# Wax moth infestation in stored supers



## burns375 (Jul 15, 2013)

The red bits are mostly likely moth larva poo, they look like cylindrical pellets ;-). I would stop the infestation, putting them in sun should drive the moths away. I would extract and feed back to the bees or just put the frames on the hive. Depending on severity I may keep some untouch frames for human consumption.


----------



## Stephenpbird (May 22, 2011)

BizzyBii said:


> 1) what are the small red bits I see everywhere?


No idea, can you post some pictures.



BizzyBii said:


> 2) what is this glue-like stuff I'm discovering occasionally? It's almost like hot glue gun glue. It was on the bottom (I had a triangular escape board on the bottom and top and when I peeled the board off the floor, it was like glue (not honey or propolis).

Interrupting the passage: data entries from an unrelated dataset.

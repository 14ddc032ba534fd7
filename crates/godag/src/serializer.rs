//! Flat-file writers for the adjacency mapping and the name lookup.
//!
//! Two formats:
//! - JSON: indented object, keys sorted, ASCII-only (non-ASCII characters are
//!   written as `\uXXXX` escapes).
//! - DSV: one `key<TAB>value...` line per key. Embedded tabs and newlines are
//!   written as-is, so keys or values containing them produce ambiguous rows.

use crate::error::Result;
use serde::Serialize;
use serde_json::ser::{Formatter, PrettyFormatter};
use std::collections::{BTreeMap, BTreeSet};
use std::fs::File;
use std::io::{self, BufWriter, Write};
use std::path::Path;
use tracing::info;

#[derive(Debug, Clone, Copy, PartialEq, Eq, Default)]
pub enum OutputFormat {
    Json,
    /// Tab-delimited
    #[default]
    Dsv,
}

impl std::fmt::Display for OutputFormat {
    fn fmt(&self, f: &mut std::fmt::Formatter<'_>) -> std::fmt::Result {
        match self {
            OutputFormat::Json => write!(f, "json"),
            OutputFormat::Dsv => write!(f, "dsv"),
        }
    }
}

/// Value side of a DSV row.
///
/// Sets produce multi-valued rows (`key<TAB>a<TAB>b`), strings single-valued
/// rows (`key<TAB>value`).
pub trait DsvValue {
    fn write_value<W: Write + ?Sized>(&self, out: &mut W) -> io::Result<()>;
}

impl DsvValue for BTreeSet<String> {
    fn write_value<W: Write + ?Sized>(&self, out: &mut W) -> io::Result<()> {
        for (i, value) in self.iter().enumerate() {
            if i > 0 {
                out.write_all(b"\t")?;
            }
            out.write_all(value.as_bytes())?;
        }
        Ok(())
    }
}

impl DsvValue for String {
    fn write_value<W: Write + ?Sized>(&self, out: &mut W) -> io::Result<()> {
        out.write_all(self.as_bytes())
    }
}

/// Write `data` to `path` in the requested format
pub fn write_output<V>(data: &BTreeMap<String, V>, path: &Path, format: OutputFormat) -> Result<()>
where
    V: Serialize + DsvValue,
{
    match format {
        OutputFormat::Json => write_json(data, path),
        OutputFormat::Dsv => write_dsv(data, path),
    }
}

pub fn write_json<V: Serialize>(data: &BTreeMap<String, V>, path: &Path) -> Result<()> {
    let mut writer = BufWriter::new(File::create(path)?);
    write_json_to(data, &mut writer)?;
    writer.flush()?;

    info!(path = %path.display(), keys = data.len(), "Wrote JSON output");
    Ok(())
}

pub fn write_json_to<V, W>(data: &BTreeMap<String, V>, writer: &mut W) -> Result<()>
where
    V: Serialize,
    W: Write,
{
    let mut serializer = serde_json::Serializer::with_formatter(&mut *writer, AsciiFormatter::new());
    data.serialize(&mut serializer)?;
    writer.write_all(b"\n")?;
    Ok(())
}

pub fn write_dsv<V: DsvValue>(data: &BTreeMap<String, V>, path: &Path) -> Result<()> {
    let mut writer = BufWriter::new(File::create(path)?);
    write_dsv_to(data, &mut writer)?;
    writer.flush()?;

    info!(path = %path.display(), rows = data.len(), "Wrote DSV output");
    Ok(())
}

pub fn write_dsv_to<V, W>(data: &BTreeMap<String, V>, writer: &mut W) -> Result<()>
where
    V: DsvValue,
    W: Write,
{
    for (key, value) in data {
        writer.write_all(key.as_bytes())?;
        writer.write_all(b"\t")?;
        value.write_value(writer)?;
        writer.write_all(b"\n")?;
    }
    Ok(())
}

// ============================================================================
// ASCII-only pretty formatter
// ============================================================================

/// [`PrettyFormatter`] that escapes every non-ASCII character as `\uXXXX`
/// (UTF-16 surrogate pairs beyond the BMP).
struct AsciiFormatter<'a> {
    inner: PrettyFormatter<'a>,
}

impl<'a> AsciiFormatter<'a> {
    fn new() -> Self {
        AsciiFormatter {
            inner: PrettyFormatter::with_indent(b"  "),
        }
    }
}

impl Formatter for AsciiFormatter<'_> {
    fn begin_array<W: ?Sized + Write>(&mut self, writer: &mut W) -> io::Result<()> {
        self.inner.begin_array(writer)
    }

    fn end_array<W: ?Sized + Write>(&mut self, writer: &mut W) -> io::Result<()> {
        self.inner.end_array(writer)
    }

    fn begin_array_value<W: ?Sized + Write>(&mut self, writer: &mut W, first: bool) -> io::Result<()> {
        self.inner.begin_array_value(writer, first)
    }

    fn end_array_value<W: ?Sized + Write>(&mut self, writer: &mut W) -> io::Result<()> {
        self.inner.end_array_value(writer)
    }

    fn begin_object<W: ?Sized + Write>(&mut self, writer: &mut W) -> io::Result<()> {
        self.inner.begin_object(writer)
    }

    fn end_object<W: ?Sized + Write>(&mut self, writer: &mut W) -> io::Result<()> {
        self.inner.end_object(writer)
    }

    fn begin_object_key<W: ?Sized + Write>(&mut self, writer: &mut W, first: bool) -> io::Result<()> {
        self.inner.begin_object_key(writer, first)
    }

    fn begin_object_value<W: ?Sized + Write>(&mut self, writer: &mut W) -> io::Result<()> {
        self.inner.begin_object_value(writer)
    }

    fn end_object_value<W: ?Sized + Write>(&mut self, writer: &mut W) -> io::Result<()> {
        self.inner.end_object_value(writer)
    }

    fn write_string_fragment<W: ?Sized + Write>(&mut self, writer: &mut W, fragment: &str) -> io::Result<()> {
        let mut start = 0;
        for (i, ch) in fragment.char_indices() {
            if ch.is_ascii() {
                continue;
            }
            if start < i {
                writer.write_all(fragment[start..i].as_bytes())?;
            }
            let mut units = [0u16; 2];
            for unit in ch.encode_utf16(&mut units) {
                write!(writer, "\\u{:04x}", unit)?;
            }
            start = i + ch.len_utf8();
        }
        if start < fragment.len() {
            writer.write_all(fragment[start..].as_bytes())?;
        }
        Ok(())
    }
}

Again some pictures would help, it could be a thin film of white stuff like silk, if so you should be able to peal it of by hand.



BizzyBii said:


> 3) is the whole thing a waste? Or can I still try to use some of the frames that seem untouched?


The bees will clean up the comb. Your infestation does not sound to bad if some has been untouched.



BizzyBii said:


> 4) What do I do with the frames that were badly hit? Throw them out? Scrape them and put new wires and foundation in?


You can cut out bad sections of wax if there is some comb left thats worth saving and the bees will fix it themselves, if not just clean the frames up and re use. Freezing combs kills wax moth larva.


----------



## flhultra (Jun 14, 2013)

in August


----------



## Rusty Hills Farm (Mar 24, 2010)

> Freezing combs kills wax moth larva.


Freezing kills greater wax moth larva. It doesn't kill lesser wax moth larva. To prevent this from happening again, you can spray your supers with XenTari (BtA) at the start of the season and it will protect them for the rest of the season.

HTH

Rusty


----------



## Michael Bush (Aug 2, 2002)

Scrape off the cocoons, remove the webs, and reuse the frames.


----------